Records from a dataset:

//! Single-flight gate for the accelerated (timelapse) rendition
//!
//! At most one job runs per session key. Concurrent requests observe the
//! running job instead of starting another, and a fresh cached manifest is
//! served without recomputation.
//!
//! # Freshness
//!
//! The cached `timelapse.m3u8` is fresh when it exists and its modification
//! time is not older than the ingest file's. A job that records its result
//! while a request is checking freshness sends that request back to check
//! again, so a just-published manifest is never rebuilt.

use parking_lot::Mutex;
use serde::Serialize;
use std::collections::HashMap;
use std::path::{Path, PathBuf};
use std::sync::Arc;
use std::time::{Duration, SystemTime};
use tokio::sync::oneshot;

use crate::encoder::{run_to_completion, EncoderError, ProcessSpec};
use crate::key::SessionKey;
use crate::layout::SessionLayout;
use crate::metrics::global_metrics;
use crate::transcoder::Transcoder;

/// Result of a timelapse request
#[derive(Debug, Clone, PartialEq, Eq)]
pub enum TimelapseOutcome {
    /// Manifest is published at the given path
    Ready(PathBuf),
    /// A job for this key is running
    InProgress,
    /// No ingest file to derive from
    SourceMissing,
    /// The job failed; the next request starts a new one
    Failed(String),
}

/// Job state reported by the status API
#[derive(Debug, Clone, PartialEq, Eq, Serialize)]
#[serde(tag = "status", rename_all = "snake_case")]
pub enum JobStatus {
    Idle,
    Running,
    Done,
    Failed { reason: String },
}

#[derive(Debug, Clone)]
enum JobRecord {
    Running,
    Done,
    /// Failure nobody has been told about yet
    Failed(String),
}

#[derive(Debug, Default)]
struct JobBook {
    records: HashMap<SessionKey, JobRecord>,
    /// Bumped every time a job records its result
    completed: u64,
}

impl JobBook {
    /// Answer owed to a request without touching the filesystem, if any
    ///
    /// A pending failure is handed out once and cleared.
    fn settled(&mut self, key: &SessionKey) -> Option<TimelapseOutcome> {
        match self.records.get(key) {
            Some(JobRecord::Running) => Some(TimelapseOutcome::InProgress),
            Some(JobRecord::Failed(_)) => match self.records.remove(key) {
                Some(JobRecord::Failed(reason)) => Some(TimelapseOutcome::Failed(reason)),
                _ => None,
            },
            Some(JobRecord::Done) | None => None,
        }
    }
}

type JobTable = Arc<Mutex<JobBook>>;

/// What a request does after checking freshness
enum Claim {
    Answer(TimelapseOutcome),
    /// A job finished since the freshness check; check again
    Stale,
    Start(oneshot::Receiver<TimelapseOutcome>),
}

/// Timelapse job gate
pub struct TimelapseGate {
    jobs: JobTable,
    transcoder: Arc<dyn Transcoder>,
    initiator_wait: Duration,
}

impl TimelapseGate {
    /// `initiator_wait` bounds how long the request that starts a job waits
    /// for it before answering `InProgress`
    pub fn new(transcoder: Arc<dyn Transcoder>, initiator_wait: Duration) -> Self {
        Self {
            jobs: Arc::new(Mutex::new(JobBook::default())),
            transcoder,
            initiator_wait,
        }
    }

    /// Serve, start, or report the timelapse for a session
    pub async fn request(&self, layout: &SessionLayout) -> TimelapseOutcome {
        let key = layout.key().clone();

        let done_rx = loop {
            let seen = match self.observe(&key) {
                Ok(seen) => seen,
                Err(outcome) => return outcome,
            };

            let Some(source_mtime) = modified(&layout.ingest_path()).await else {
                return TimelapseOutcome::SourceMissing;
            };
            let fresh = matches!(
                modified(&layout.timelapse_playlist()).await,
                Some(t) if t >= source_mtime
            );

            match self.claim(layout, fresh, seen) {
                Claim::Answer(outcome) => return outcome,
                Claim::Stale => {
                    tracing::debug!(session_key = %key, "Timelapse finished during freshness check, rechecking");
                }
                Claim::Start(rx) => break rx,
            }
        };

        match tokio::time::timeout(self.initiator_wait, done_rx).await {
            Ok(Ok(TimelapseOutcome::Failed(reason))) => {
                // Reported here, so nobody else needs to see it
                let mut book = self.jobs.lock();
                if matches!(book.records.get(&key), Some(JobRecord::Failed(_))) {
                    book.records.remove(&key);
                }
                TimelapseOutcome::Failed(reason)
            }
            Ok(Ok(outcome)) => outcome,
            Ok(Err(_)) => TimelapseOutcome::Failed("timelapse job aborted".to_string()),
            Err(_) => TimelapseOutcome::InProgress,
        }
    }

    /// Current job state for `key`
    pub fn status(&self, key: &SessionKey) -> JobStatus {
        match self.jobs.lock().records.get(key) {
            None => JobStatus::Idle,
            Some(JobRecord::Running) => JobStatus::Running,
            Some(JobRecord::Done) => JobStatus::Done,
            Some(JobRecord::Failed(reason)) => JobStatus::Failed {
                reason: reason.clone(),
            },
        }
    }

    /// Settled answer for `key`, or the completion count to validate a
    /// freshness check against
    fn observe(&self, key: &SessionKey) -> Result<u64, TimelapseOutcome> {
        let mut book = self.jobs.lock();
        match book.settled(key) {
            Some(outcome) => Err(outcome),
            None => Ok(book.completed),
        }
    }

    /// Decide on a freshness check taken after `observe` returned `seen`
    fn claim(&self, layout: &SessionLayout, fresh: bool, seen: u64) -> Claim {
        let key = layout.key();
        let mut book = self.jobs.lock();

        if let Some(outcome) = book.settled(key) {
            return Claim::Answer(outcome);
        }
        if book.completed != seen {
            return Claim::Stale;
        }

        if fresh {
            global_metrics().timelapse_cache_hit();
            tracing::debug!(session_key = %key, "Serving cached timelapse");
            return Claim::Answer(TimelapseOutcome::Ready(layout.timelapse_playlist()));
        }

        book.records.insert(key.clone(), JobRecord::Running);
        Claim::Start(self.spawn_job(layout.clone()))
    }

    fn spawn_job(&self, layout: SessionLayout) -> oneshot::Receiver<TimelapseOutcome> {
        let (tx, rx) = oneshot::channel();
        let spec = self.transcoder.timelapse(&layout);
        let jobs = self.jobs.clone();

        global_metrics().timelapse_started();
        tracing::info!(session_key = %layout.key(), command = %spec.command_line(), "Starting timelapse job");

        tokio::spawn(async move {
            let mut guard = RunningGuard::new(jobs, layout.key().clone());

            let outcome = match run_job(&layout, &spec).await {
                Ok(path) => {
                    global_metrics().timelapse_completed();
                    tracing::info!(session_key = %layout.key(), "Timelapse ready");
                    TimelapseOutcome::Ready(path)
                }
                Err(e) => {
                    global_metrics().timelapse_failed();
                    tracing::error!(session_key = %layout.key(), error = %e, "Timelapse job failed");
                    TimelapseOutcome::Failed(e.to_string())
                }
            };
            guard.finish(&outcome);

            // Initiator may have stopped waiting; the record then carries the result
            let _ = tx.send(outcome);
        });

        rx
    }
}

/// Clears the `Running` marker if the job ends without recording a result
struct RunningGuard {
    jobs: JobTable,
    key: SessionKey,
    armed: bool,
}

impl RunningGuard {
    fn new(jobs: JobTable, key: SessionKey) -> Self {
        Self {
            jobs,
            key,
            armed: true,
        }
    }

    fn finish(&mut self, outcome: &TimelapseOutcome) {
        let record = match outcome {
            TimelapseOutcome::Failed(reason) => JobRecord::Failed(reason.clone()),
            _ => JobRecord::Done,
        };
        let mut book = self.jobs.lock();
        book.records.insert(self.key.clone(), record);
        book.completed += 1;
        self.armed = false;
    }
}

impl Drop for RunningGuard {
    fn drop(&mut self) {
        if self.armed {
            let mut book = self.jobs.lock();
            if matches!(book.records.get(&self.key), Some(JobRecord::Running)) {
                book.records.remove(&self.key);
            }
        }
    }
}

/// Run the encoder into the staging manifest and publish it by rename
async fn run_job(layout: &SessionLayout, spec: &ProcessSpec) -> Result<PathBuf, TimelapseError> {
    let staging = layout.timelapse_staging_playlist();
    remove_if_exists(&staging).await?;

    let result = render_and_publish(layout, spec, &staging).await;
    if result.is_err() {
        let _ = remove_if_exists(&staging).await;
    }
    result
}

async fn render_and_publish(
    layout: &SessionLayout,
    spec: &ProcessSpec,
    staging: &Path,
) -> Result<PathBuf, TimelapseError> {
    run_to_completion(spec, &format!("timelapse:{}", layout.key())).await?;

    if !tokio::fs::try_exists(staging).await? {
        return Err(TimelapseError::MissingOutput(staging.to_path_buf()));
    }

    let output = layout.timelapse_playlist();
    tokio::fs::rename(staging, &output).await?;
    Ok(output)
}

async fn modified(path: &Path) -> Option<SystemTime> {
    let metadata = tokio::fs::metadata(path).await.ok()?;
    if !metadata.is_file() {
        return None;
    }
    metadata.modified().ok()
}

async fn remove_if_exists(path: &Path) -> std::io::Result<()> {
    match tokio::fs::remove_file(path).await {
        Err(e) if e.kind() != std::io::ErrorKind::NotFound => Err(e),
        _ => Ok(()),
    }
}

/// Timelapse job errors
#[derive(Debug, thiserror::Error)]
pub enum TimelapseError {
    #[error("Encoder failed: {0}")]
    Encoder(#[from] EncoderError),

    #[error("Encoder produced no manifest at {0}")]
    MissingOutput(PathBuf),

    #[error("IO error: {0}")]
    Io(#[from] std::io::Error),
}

--

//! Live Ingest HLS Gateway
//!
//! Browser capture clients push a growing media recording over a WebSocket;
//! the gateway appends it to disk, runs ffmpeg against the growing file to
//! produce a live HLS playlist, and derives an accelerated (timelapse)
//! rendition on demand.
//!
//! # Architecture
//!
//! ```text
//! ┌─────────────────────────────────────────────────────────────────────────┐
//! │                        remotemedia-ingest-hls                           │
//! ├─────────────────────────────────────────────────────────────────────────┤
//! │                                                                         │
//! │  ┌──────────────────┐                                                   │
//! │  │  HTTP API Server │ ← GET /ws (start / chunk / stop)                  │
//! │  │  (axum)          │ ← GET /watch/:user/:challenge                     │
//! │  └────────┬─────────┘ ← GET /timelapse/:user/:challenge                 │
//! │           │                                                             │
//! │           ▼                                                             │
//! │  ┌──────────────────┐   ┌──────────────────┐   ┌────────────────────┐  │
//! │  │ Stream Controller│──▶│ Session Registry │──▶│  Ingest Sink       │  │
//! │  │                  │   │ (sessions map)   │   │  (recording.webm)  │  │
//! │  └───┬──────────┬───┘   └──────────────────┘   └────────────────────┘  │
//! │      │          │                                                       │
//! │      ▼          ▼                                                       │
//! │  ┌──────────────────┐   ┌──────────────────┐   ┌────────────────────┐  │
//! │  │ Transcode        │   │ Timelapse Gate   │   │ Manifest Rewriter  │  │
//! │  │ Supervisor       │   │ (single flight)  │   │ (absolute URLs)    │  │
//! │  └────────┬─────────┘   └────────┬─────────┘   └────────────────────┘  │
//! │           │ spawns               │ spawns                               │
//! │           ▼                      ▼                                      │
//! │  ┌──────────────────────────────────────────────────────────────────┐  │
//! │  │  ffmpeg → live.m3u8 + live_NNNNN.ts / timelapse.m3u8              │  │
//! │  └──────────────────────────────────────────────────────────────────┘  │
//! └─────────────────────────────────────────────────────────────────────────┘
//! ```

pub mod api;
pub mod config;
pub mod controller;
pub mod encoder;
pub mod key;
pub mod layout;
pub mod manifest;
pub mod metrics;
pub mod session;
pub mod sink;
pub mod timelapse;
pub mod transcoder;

* * *

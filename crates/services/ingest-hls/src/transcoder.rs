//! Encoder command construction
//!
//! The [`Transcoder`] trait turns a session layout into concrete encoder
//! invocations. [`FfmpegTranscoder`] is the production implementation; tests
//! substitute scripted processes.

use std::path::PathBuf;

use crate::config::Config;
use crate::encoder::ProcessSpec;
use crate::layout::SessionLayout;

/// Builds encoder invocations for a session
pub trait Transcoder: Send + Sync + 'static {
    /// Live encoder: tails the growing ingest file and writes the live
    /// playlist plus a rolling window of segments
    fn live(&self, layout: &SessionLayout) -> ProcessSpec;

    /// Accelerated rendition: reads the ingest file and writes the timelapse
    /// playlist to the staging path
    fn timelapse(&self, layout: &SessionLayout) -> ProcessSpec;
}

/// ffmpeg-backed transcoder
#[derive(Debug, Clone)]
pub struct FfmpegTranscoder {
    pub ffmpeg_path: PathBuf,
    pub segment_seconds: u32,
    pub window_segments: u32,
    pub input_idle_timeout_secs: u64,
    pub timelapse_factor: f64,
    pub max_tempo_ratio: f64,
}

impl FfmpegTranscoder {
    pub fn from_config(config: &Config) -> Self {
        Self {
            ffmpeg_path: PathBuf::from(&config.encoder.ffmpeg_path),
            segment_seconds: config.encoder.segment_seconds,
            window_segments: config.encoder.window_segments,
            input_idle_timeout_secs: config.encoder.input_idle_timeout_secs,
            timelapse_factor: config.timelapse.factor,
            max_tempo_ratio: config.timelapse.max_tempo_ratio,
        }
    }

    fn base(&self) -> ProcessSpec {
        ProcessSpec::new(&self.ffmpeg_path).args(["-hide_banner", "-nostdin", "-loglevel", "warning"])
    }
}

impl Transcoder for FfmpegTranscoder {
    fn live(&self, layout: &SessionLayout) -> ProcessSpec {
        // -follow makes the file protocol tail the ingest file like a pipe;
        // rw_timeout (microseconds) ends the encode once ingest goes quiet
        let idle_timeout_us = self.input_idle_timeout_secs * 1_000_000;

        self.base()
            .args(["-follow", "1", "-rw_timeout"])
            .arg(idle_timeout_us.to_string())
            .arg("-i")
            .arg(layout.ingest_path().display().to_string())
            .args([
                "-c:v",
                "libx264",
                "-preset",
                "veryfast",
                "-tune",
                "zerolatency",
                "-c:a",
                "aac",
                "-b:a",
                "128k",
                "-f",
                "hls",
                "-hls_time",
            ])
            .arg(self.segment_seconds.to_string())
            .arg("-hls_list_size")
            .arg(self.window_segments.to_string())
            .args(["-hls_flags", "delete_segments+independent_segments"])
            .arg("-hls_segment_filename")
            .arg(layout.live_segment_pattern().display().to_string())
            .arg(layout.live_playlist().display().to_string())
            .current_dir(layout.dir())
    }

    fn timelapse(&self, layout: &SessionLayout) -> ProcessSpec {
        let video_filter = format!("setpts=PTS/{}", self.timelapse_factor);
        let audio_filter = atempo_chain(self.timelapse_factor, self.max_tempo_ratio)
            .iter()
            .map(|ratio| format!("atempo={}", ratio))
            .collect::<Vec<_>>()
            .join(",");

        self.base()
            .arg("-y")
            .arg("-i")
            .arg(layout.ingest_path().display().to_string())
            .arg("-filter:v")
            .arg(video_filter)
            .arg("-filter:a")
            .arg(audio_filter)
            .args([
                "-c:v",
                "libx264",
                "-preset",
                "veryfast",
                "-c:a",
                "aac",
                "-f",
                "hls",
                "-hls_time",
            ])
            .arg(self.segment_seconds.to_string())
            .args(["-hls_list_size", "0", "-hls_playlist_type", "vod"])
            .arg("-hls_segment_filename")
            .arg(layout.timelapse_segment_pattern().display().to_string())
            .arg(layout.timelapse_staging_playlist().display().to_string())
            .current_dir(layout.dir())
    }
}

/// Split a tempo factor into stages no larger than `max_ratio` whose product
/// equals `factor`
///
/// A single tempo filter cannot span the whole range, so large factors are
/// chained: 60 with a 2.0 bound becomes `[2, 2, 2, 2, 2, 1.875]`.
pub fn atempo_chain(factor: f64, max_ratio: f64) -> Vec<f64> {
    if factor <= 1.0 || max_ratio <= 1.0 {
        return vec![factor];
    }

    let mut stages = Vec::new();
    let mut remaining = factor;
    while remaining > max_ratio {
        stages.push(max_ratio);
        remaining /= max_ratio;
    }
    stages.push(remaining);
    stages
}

WHAT NEEDS TO BE DONE ->
Find "accelerated (timelapse) rendition" in the entries above and copy that whole line exactly, then each line after it through the line that contains "use serde::Serialize;".

TASK SOLUTION ->
//! Single-flight gate for the accelerated (timelapse) rendition
//!
//! At most one job runs per session key. Concurrent requests observe the
//! running job instead of starting another, and a fresh cached manifest is
//! served without recomputation.
//!
//! # Freshness
//!
//! The cached `timelapse.m3u8` is fresh when it exists and its modification
//! time is not older than the ingest file's. A job that records its result
//! while a request is checking freshness sends that request back to check
//! again, so a just-published manifest is never rebuilt.

use parking_lot::Mutex;
use serde::Serialize;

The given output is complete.